A few days ago a Rails app I've had running on AWS suddenly went down. Upon investigation, it turns out that for whatever reason, it suddenly stopped being able to connect to the RDS database via the domain endpoint.
Following the troubleshooting step here I ran netcat against the endpoint and sure enough, found that the connection times out.
The site also uses SES via its API to send email, and runs into the same problem, with netcat timing out trying to access the email endpoint of email.us-east-1.amazonaws.com
.
As a stop-gap to get the site up, I was able to "solve" this problem by reconfiguring the app to connect directly to the IP of the database endpoint and skip DNS lookup. But the underlying problem still remains, and the solution unfortunately does not work for connecting to SES (it times out whether using the IP or domain endpoint).

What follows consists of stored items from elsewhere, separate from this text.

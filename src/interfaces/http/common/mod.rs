//! Types shared by every HTTP module: the error envelope, the page shape
//! and spreadsheet download responses.

pub mod validated_json;

pub use validated_json::{not_blank, ValidatedJson};

use axum::extract::{FromRequestParts, Path};
use axum::http::request::Parts;
use axum::http::{header, HeaderValue, StatusCode};
use axum::response::{IntoResponse, Response};
use axum::Json;
use serde::{Deserialize, Serialize};
use tracing::error;
use utoipa::{IntoParams, ToSchema};

use crate::domain::DomainError;
use crate::infrastructure::spreadsheet::{SpreadsheetError, XLSX_CONTENT_TYPE};
use crate::shared::{PageRequest, PaginatedResult, PerPagePolicy};

// ── Error envelope ─────────────────────────────────────────────

/// Body of every error response
#[derive(Debug, Serialize, ToSchema)]
pub struct ErrorBody {
    pub error: String,
}

/// An HTTP status plus the message sent as `{ "error": ... }`
#[derive(Debug)]
pub struct ApiError {
    pub status: StatusCode,
    pub message: String,
}

impl ApiError {
    pub fn new(status: StatusCode, message: impl Into<String>) -> Self {
        Self {
            status,
            message: message.into(),
        }
    }

    pub fn bad_request(message: impl Into<String>) -> Self {
        Self::new(StatusCode::BAD_REQUEST, message)
    }

    pub fn unauthorized(message: impl Into<String>) -> Self {
        Self::new(StatusCode::UNAUTHORIZED, message)
    }

    pub fn forbidden(message: impl Into<String>) -> Self {
        Self::new(StatusCode::FORBIDDEN, message)
    }

    pub fn not_found(message: impl Into<String>) -> Self {
        Self::new(StatusCode::NOT_FOUND, message)
    }

    pub fn internal() -> Self {
        Self::new(StatusCode::INTERNAL_SERVER_ERROR, "Internal server error")
    }
}

impl From<DomainError> for ApiError {
    fn from(e: DomainError) -> Self {
        match e {
            DomainError::NotFound { .. } => ApiError::not_found(e.to_string()),
            DomainError::Validation(msg) => ApiError::bad_request(msg),
            DomainError::Conflict(msg) => ApiError::new(StatusCode::CONFLICT, msg),
            DomainError::Unauthorized(msg) => ApiError::unauthorized(msg),
            DomainError::Forbidden(msg) => ApiError::forbidden(msg),
            DomainError::Database(_) | DomainError::Internal(_) => {
                error!(error = %e, "Request failed");
                ApiError::internal()
            }
        }
    }
}

impl From<SpreadsheetError> for ApiError {
    fn from(e: SpreadsheetError) -> Self {
        match e {
            SpreadsheetError::Empty => ApiError::bad_request("Empty file"),
            SpreadsheetError::Read(_) => ApiError::bad_request(e.to_string()),
            SpreadsheetError::Write(_) => {
                error!(error = %e, "Failed to build workbook");
                ApiError::internal()
            }
        }
    }
}

impl IntoResponse for ApiError {
    fn into_response(self) -> Response {
        (
            self.status,
            Json(ErrorBody {
                error: self.message,
            }),
        )
            .into_response()
    }
}

pub type ApiResult<T> = Result<T, ApiError>;

// ── Request shapes ─────────────────────────────────────────────

/// Numeric `{id}` path segment; anything else answers 400 `Invalid id`.
#[derive(Debug, Clone, Copy)]
pub struct IdPath(pub i32);

impl<S> FromRequestParts<S> for IdPath
where
    S: Send + Sync,
{
    type Rejection = ApiError;

    async fn from_request_parts(parts: &mut Parts, state: &S) -> Result<Self, Self::Rejection> {
        let Path(raw) = Path::<String>::from_request_parts(parts, state)
            .await
            .map_err(|_| ApiError::bad_request("Invalid id"))?;
        raw.trim()
            .parse()
            .map(IdPath)
            .map_err(|_| ApiError::bad_request("Invalid id"))
    }
}

/// Raw `page` / `per_page` query values, coerced leniently
#[derive(Debug, Default, Deserialize, IntoParams)]
pub struct PageParams {
    pub page: Option<String>,
    pub per_page: Option<String>,
}

impl PageParams {
    pub fn window(&self, policy: PerPagePolicy) -> PageRequest {
        PageRequest::from_query(self.page.as_deref(), self.per_page.as_deref(), policy)
    }
}

// ── Success shapes ─────────────────────────────────────────────

/// `{ "ok": true }`
#[derive(Debug, Serialize, ToSchema)]
pub struct OkResponse {
    pub ok: bool,
}

impl OkResponse {
    pub fn json() -> Json<Self> {
        Json(Self { ok: true })
    }
}

/// One page of a list endpoint
#[derive(Debug, Serialize, ToSchema)]
pub struct PageResponse<T> {
    pub page: u64,
    pub per_page: u64,
    pub total: u64,
    pub total_pages: u64,
    pub rows: Vec<T>,
}

impl<T> PageResponse<T> {
    pub fn from_result<D>(result: PaginatedResult<D>) -> Self
    where
        T: From<D>,
    {
        Self {
            page: result.page,
            per_page: result.per_page,
            total: result.total,
            total_pages: result.total_pages,
            rows: result.rows.into_iter().map(T::from).collect(),
        }
    }
}

/// An `.xlsx` attachment
pub struct XlsxDownload {
    pub filename: String,
    pub bytes: Vec<u8>,
}

impl XlsxDownload {
    pub fn new(filename: impl Into<String>, bytes: Vec<u8>) -> Self {
        Self {
            filename: filename.into(),
            bytes,
        }
    }
}

impl IntoResponse for XlsxDownload {
    fn into_response(self) -> Response {
        let disposition = format!("attachment; filename=\"{}\"", self.filename);
        let Ok(disposition) = HeaderValue::from_str(&disposition) else {
            return ApiError::internal().into_response();
        };
        (
            [
                (header::CONTENT_TYPE, HeaderValue::from_static(XLSX_CONTENT_TYPE)),
                (header::CONTENT_DISPOSITION, disposition),
            ],
            self.bytes,
        )
            .into_response()
    }
}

The instance and the RDS database are not in a VPC, and as such have no outbound security group rules. The app has been running for years with no similar incident, and I'm certain nothing changed configuration-wise on our end. It just suddenly stopped working.

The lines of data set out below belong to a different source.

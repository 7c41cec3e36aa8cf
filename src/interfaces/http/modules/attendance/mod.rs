//! Attendance: session rosters, seeding and marking

pub mod dto;
pub mod handlers;

pub use dto::*;
pub use handlers::*;
//! Token signing and password hashing

pub mod jwt;
pub mod password;

pub use jwt::{create_token, verify_token, Claims, JwtConfig};
pub use password::{hash_password, verify_password};
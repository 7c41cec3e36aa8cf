//! Admin reports

pub mod dto;
pub mod handlers;

pub use dto::*;
pub use handlers::*;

I initially thought DNS lookup might be the problem, but nslookup
and dig
seem to show no issue.
Can anyone shed some light on what might have happened here? Or what I might do to fix it?
Edit: More info
Experimenting with both SES US email endpoints I found that, from the instance, I can connect to us-west-2, but not to us-east-1 (which is my region). However I can connect to both from my work machine with no problems. Is this a clue? It seems like perhaps the request is failing when AWS wants to route over the internal network (this might not even make sense)? Note this behavior occurs whether using the domain name or public IP of the mail servers.
> nc -zv email.us-west-2.amazonaws.com 443
Connection to email.us-west-2.amazonaws.com 443 port [tcp/https] succeeded!
(Works on instance and home machine)
> nc -zv email.us-east-1.amazonaws.com 443
(Times out when attempting from the AWS instance, but is fine from home)